Viral Marketing’s Video Love Affair
Next to ‘cool microsites’ and games, viral video is hot.
Marketers with viral campaign experience think highly of microsites, games and video clips, according to Marketing Sherpa’s “2007 Viral Marketing Survey.”
Experienced viral marketers recognize that creating a separate presence for viral campaigns can have a huge impact. “Creating cool microsites” topped all other tactics, with 37% of very experienced marketers saying they produced great results. One-third thought that online games brought great results.
Video clips got generally good reviews from marketers, with about three in 10 saying they yielded great results, and just 13% admitting their results were dismal.
Viral Marketing Tactics with
With experience comes expense, however. Some 43% of experienced marketers say they spend between $5,000 and $10,000 on video clips in their viral campaigns, while 49% of less-experienced marketers say they get the job done with $2,500 to $5,000 in spending.
Price Estimates for Video Clips for Viral Marketing Campaigns according to US Marketers, by Experience, April 2007 (% of respondents)

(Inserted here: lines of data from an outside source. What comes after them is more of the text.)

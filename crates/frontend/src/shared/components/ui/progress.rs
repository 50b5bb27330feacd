use leptos::prelude::*;

/// Width of the filled part, clamped to 0..=100
pub fn fill_style(value: f64) -> String {
    let pct = if value.is_finite() { value.clamp(0.0, 100.0) } else { 0.0 };
    format!("width: {:.2}%;", pct)
}

/// Horizontal progress bar taking a percentage
#[component]
pub fn ProgressBar(
    #[prop(into)] value: Signal<f64>,
    /// "sm" (default), "md" or "lg"
    #[prop(optional)]
    size: Option<&'static str>,
) -> impl IntoView {
    let class = format!("progress progress--{}", size.unwrap_or("sm"));

    view! {
        <div
            class=class
            role="progressbar"
            aria-valuemin="0"
            aria-valuemax="100"
            aria-valuenow=move || format!("{:.0}", value.get())
        >
            <div class="progress__fill" style=move || fill_style(value.get())></div>
        </div>
    }
}

#[cfg(test)]
mod tests {
    use super::*;

    #[test]
    fn test_fill_style_is_clamped() {
        assert_eq!(fill_style(57.142857), "width: 57.14%;");
        assert_eq!(fill_style(120.0), "width: 100.00%;");
        assert_eq!(fill_style(-3.0), "width: 0.00%;");
        assert_eq!(fill_style(f64::NAN), "width: 0.00%;");
    }
}
use contracts::shared::config::AppConfig;
use contracts::system::auth::{
    AdminSession, AuthError, CredentialVerifier, Credentials, LOGIN_DELAY_MS,
};
use gloo_timers::future::TimeoutFuture;
use leptos::prelude::*;

use super::storage;

#[derive(Clone, Debug, Default)]
pub struct AuthState {
    pub session: AdminSession,
}

/// Auth context provider component.
///
/// Restores the admin session from localStorage once, on mount.
#[component]
pub fn AuthProvider(children: ChildrenFn) -> impl IntoView {
    let config = expect_context::<AppConfig>();
    let stored = storage::get_admin_flag(&config.auth.storage_key);
    let session = AdminSession::from_stored_flag(stored.as_deref());
    if session.is_authenticated() {
        log::debug!("Admin session restored from localStorage");
    }

    let (auth_state, set_auth_state) = signal(AuthState { session });

    provide_context(auth_state);
    provide_context(set_auth_state);

    children()
}

/// Hook to access auth state
pub fn use_auth() -> (ReadSignal<AuthState>, WriteSignal<AuthState>) {
    let auth_state =
        use_context::<ReadSignal<AuthState>>().expect("AuthProvider not found in component tree");
    let set_auth_state =
        use_context::<WriteSignal<AuthState>>().expect("AuthProvider not found in component tree");

    (auth_state, set_auth_state)
}

/// Helper: Perform login.
///
/// Waits `LOGIN_DELAY_MS` to mimic a round trip, then asks `verifier`. On success
/// the flag is persisted and the session published to the context.
pub async fn do_login<V: CredentialVerifier>(
    verifier: &V,
    credentials: Credentials,
    config: &AppConfig,
    set_auth_state: WriteSignal<AuthState>,
) -> Result<(), AuthError> {
    TimeoutFuture::new(LOGIN_DELAY_MS).await;

    let token = verifier.verify(&credentials)?;
    let session = AdminSession::Authenticated(token);
    if let Some(flag) = session.stored_flag() {
        storage::save_admin_flag(&config.auth.storage_key, flag);
    }
    log::info!("Admin '{}' signed in", credentials.username);

    set_auth_state.set(AuthState { session });
    Ok(())
}

/// Helper: Perform logout
pub fn do_logout(storage_key: &str, set_auth_state: WriteSignal<AuthState>) {
    storage::clear_admin_flag(storage_key);
    set_auth_state.set(AuthState::default());
    log::info!("Admin signed out");
}
use serde::Deserialize;

/// Runtime settings of the dashboard.
///
/// There is no config file next to a wasm bundle, so the document below is
/// compiled in and parsed at startup. The simulated login and sourcing
/// delays are fixed constants, not settings.
#[derive(Debug, Deserialize, Clone, PartialEq)]
pub struct AppConfig {
    pub auth: AuthConfig,
    pub toast: ToastConfig,
}

#[derive(Debug, Deserialize, Clone, PartialEq)]
pub struct AuthConfig {
    /// localStorage key holding the admin flag
    pub storage_key: String,
}

#[derive(Debug, Deserialize, Clone, PartialEq)]
pub struct ToastConfig {
    pub timeout_ms: u32,
}

/// Default configuration embedded in the binary
pub const DEFAULT_CONFIG: &str = r#"
[auth]
storage_key = "isAdminAuthenticated"

[toast]
timeout_ms = 4000
"#;

impl AppConfig {
    pub fn from_toml_str(contents: &str) -> anyhow::Result<Self> {
        let config: AppConfig = toml::from_str(contents)?;
        if config.auth.storage_key.trim().is_empty() {
            anyhow::bail!("auth.storage_key must not be empty");
        }
        Ok(config)
    }

    /// Parse the embedded default document
    pub fn load_embedded() -> anyhow::Result<Self> {
        Self::from_toml_str(DEFAULT_CONFIG)
    }
}

impl Default for AppConfig {
    fn default() -> Self {
        Self {
            auth: AuthConfig {
                storage_key: crate::system::auth::ADMIN_FLAG_KEY.to_string(),
            },
            toast: ToastConfig { timeout_ms: 4000 },
        }
    }
}

#[cfg(test)]
mod tests {
    use super::*;

    #[test]
    fn test_default_config_loads() {
        let config = AppConfig::load_embedded();
        assert!(config.is_ok());
        let config = config.unwrap();
        assert_eq!(config.auth.storage_key, "isAdminAuthenticated");
        assert_eq!(config.toast.timeout_ms, 4000);
    }

    #[test]
    fn test_embedded_matches_default() {
        assert_eq!(AppConfig::load_embedded().unwrap(), AppConfig::default());
    }

    #[test]
    fn test_rejects_blank_storage_key() {
        let doc = DEFAULT_CONFIG.replace("\"isAdminAuthenticated\"", "\"  \"");
        assert!(AppConfig::from_toml_str(&doc).is_err());
    }

    #[test]
    fn test_rejects_missing_section() {
        let doc = "[auth]\nstorage_key = \"k\"\n";
        assert!(AppConfig::from_toml_str(doc).is_err());
    }

    #[test]
    fn test_delays_are_not_settings() {
        let doc = format!("{}\n[sourcing]\ndelay_ms = 10\n", DEFAULT_CONFIG);
        let config = AppConfig::from_toml_str(&doc).unwrap();
        assert_eq!(config, AppConfig::default());
        assert_eq!(crate::domain::a001_sourced_product::SOURCING_DELAY_MS, 3000);
        assert_eq!(crate::system::auth::LOGIN_DELAY_MS, 1000);
    }
}
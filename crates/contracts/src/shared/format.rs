//! Number formatting matching the en-US grouping used across the pages

/// Group an integer with commas: 1250000 -> "1,250,000"
pub fn format_thousands(n: i64) -> String {
    let s = n.unsigned_abs().to_string();
    let mut result = String::new();
    for (i, ch) in s.chars().rev().enumerate() {
        if i > 0 && i % 3 == 0 {
            result.push(',');
        }
        result.push(ch);
    }
    if n < 0 {
        result.push('-');
    }
    result.chars().rev().collect()
}

/// Dollar amount without trailing zero cents: 89.99 -> "$89.99", 299.0 -> "$299"
pub fn format_price(value: f64) -> String {
    let cents = (value * 100.0).round() as i64;
    if cents % 100 == 0 {
        format!("${}", cents / 100)
    } else {
        let s = format!("{:.2}", value);
        format!("${}", s.trim_end_matches('0'))
    }
}

/// Dollar amount with grouping and no cents: 1250000 -> "$1,250,000"
pub fn format_money_whole(value: i64) -> String {
    format!("${}", format_thousands(value))
}

/// Percent with at most one decimal: 94.2 -> "94.2%", 96.0 -> "96%"
pub fn format_percent(value: f64) -> String {
    let tenths = (value * 10.0).round() as i64;
    if tenths % 10 == 0 {
        format!("{}%", tenths / 10)
    } else {
        format!("{:.1}%", value)
    }
}

#[cfg(test)]
mod tests {
    use super::*;

    #[test]
    fn test_format_thousands() {
        assert_eq!(format_thousands(1250000), "1,250,000");
        assert_eq!(format_thousands(3420), "3,420");
        assert_eq!(format_thousands(890), "890");
        assert_eq!(format_thousands(0), "0");
        assert_eq!(format_thousands(-45000), "-45,000");
    }

    #[test]
    fn test_format_price() {
        assert_eq!(format_price(89.99), "$89.99");
        assert_eq!(format_price(449.99), "$449.99");
        assert_eq!(format_price(299.0), "$299");
        assert_eq!(format_price(12.5), "$12.5");
    }

    #[test]
    fn test_format_percent() {
        assert_eq!(format_percent(94.2), "94.2%");
        assert_eq!(format_percent(96.0), "96%");
        assert_eq!(format_percent(23.7), "23.7%");
    }

    #[test]
    fn test_format_money_whole() {
        assert_eq!(format_money_whole(74000), "$74,000");
    }
}
use crate::shared::components::page_header::PageHeader;
use crate::shared::components::ui::{ProgressBar, StatusBadge};
use crate::shared::icons::icon;
use contracts::domain::a004_supplier::mock::{mock_network_stats, mock_suppliers};
use contracts::domain::a004_supplier::{NetworkStats, Supplier};
use contracts::enums::BadgeTone;
use contracts::shared::format::format_thousands;
use leptos::prelude::*;
use thaw::{Button, ButtonAppearance, Card};

/// (icon, value, label, tone) for the four network tiles
fn network_tiles(stats: &NetworkStats) -> Vec<(&'static str, String, &'static str, BadgeTone)> {
    vec![
        (
            "target",
            format_thousands(stats.total_suppliers as i64),
            "Total Suppliers",
            BadgeTone::Primary,
        ),
        (
            "check-circle",
            format_thousands(stats.verified as i64),
            "Verified",
            BadgeTone::Success,
        ),
        ("globe", stats.countries.to_string(), "Countries", BadgeTone::Info),
        ("star", format!("{:.1}", stats.average_rating), "Avg Rating", BadgeTone::Warning),
    ]
}

#[component]
#[allow(non_snake_case)]
pub fn SupplierNetworkPage() -> impl IntoView {
    let tiles = network_tiles(&mock_network_stats());

    view! {
        <div class="page page--suppliers">
            <PageHeader
                title="Supplier Network"
                subtitle="Manage your global supplier partnerships and performance".to_string()
            />

            <div class="stats-grid stats-grid--4">
                {tiles
                    .into_iter()
                    .map(|(icon_name, value, label, tone)| view! {
                        <Card attr:class=format!("network-tile network-tile--{}", tone.css_modifier())>
                            <div class="network-tile__icon">{icon(icon_name)}</div>
                            <div>
                                <div class="network-tile__value">{value}</div>
                                <p class="text-muted text-small">{label}</p>
                            </div>
                        </Card>
                    })
                    .collect_view()}
            </div>

            <Card>
                <h3 class="card-title">{icon("star")}"Top Performing Suppliers"</h3>
                <div class="supplier-list">
                    {mock_suppliers()
                        .into_iter()
                        .map(|supplier| view! { <SupplierRow supplier=supplier /> })
                        .collect_view()}
                </div>
            </Card>
        </div>
    }
}

#[component]
fn SupplierRow(supplier: Supplier) -> impl IntoView {
    let status = supplier.status;
    let verified = supplier.is_verified();
    let reliability = supplier.reliability as f64;

    view! {
        <div class="supplier-row">
            <div class="supplier-row__header">
                <div>
                    <div class="supplier-row__title">
                        <h3>{supplier.name}</h3>
                        {if verified {
                            view! { <StatusBadge tone=status.tone() label=status.code() icon_name="check-circle" /> }.into_any()
                        } else {
                            view! { <StatusBadge tone=status.tone() label=status.code() /> }.into_any()
                        }}
                    </div>
                    <div class="supplier-row__meta text-muted text-small">
                        <span class="fact">{icon("map-pin")}{supplier.location}</span>
                        <span class="fact">{icon("package")}{supplier.category}</span>
                        <span class="fact">{icon("users")}{format!("{} orders", supplier.orders)}</span>
                    </div>
                </div>
                <div class="supplier-row__rating">
                    <div class="fact fact--warning">
                        {icon("star")}
                        <span class="fact__strong">{format!("{:.1}", supplier.rating)}</span>
                    </div>
                    <p class="text-muted text-small">{format!("Response: {}", supplier.response_time)}</p>
                </div>
            </div>

            <div class="supplier-row__reliability">
                <div class="delivery-progress__labels text-small">
                    <span>"Reliability Score"</span>
                    <span>{format!("{}%", supplier.reliability)}</span>
                </div>
                <ProgressBar value=reliability />
            </div>

            <div class="supplier-row__actions">
                <Button appearance=ButtonAppearance::Secondary>"View Details"</Button>
                <Button appearance=ButtonAppearance::Secondary>"Contact"</Button>
                <Button appearance=ButtonAppearance::Primary>"Partner Settings"</Button>
            </div>
        </div>
    }
}

#[cfg(test)]
mod tests {
    use super::*;

    #[test]
    fn test_network_tiles_format_counts() {
        let tiles = network_tiles(&mock_network_stats());
        let values: Vec<&str> = tiles.iter().map(|(_, v, _, _)| v.as_str()).collect();
        assert_eq!(values, vec!["1,247", "892", "67", "4.7"]);
    }
}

About two-thirds of the consumer marketers in the Marketing Sherpa study said they planned to use video in a campaign during the coming year.
But what are the chances of a video actually going viral? According to an Online Publishers Association (OPA) survey, not that high.
When people view online videos that are compelling, amusing or just plain weird, they tell other people. Only 9% of respondents to the OPA survey did so frequently, but an additional 29% occasionally let others know about online videos.
Frequency with which US Online Video Viewers Let Others Know about the Online Videos They Have Watched or Heard about, February 2006 (% of respondents)
There are two ways of looking at the OPA study’s results, according to eMarketer senior analyst David Hallerman.
“Since fewer than one in 10 people frequently tell others about online video, it could be argued that the whole concept of viral online video is somewhat overblown,” says Mr. Hallerman. “Having said that, only about one in 10 people in any field are the ‘influencers’ who give word-of-mouth marketing its power.”
“Reliance on viral video, rather than making it just one element for getting the message out, will succeed only in rare cases,” he adds.